Auch der Flüchtling, dessen Flüchtlingseigenschaft entgegen dem generell abstrakten Rechtssatz nicht aberkannt oder dessen Asyl nicht widerrufen wird, hat aus Gründen der Rechtssicherheit ein berechtigtes Interesse an der formellen Feststellung dieser Tatsache. Die Eröffnung eines Widerrufsverfahrens hätte demnach zur Folge, dass dieses mit einer Verfügung zu enden hätte.

5. - Das BFF geht in der angefochtenen Verfügung ohne weitere Begründung davon aus, dass "aufgrund der veränderten Situation in Ungarn" die Bestimmung von Artikel 1 C Ziffer 5 FK erfüllt ist. Die Beschwerdeführer machen jedoch in der Beschwerde geltend, die Verhältnisse in Ungarn seien für sie nicht beruhigend, da für die seinerzeitigen Grausamheiten praktisch niemand zur Verantwortung gezogen worden sei und die damaligen Machthaber ungestört weiterleben und ihre Pension geniessen. An der Instruktionsverhandlung führte der Beschwerdeführer weiter aus, er halte die heutige Regierung nicht für die wahre Vertretung von Ungarn, da bei den Wahlen eine blosse Abmachung zwischen Parteien zu einer falschen Zählweise der Stimmen geführt habe. Ferner seien die Regierungsmitglieder Kommunisten beziehungsweise ehemalige; der jetzige Ministerpräsident, Horn, habe seinerzeit mit der Waffe in der Hand gegen die Revolution gekämpft.

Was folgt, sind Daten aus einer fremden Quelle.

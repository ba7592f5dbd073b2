//! Tick summaries
//!
//! One line of the `ticks.jsonl` stream written by the simulation host.

use serde::{Deserialize, Serialize};

/// Aggregate outcome of a single simulation tick
#[derive(Debug, Clone, Default, PartialEq, Serialize, Deserialize)]
pub struct TickSummary {
    pub tick: u64,
    pub particle_count: usize,
    /// Particles whose velocity was set to a non-zero value
    pub moving: usize,
    /// Particles halted by the friction gate
    pub stopped: usize,
    /// Particles that felt exactly zero net force
    pub unaffected: usize,
    /// Particles teleported across a domain edge
    pub wrapped: usize,
    pub mean_speed: f32,
}

impl TickSummary {
    /// Fraction of the population that is moving after this tick
    pub fn moving_fraction(&self) -> f32 {
        if self.particle_count == 0 {
            return 0.0;
        }
        self.moving as f32 / self.particle_count as f32
    }
}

Die Umstände, auf Grund derer Ausländer als Flüchtlinge anerkannt worden sind, können sowohl generell (beispielsweise zufolge allgemeiner Amnestie, rechtsstaatlich funktionierender Staatsorgane, Beachtens der Menschenrechte, allgemeiner physischer und sozialer Sicherheit) wie auch individuell (beispielsweise zufolge einer Rehabilitierung oder der Aufhebung eines Haftbefehls beziehungsweise eines Urteils) weggefallen sein beziehungsweise noch andauern.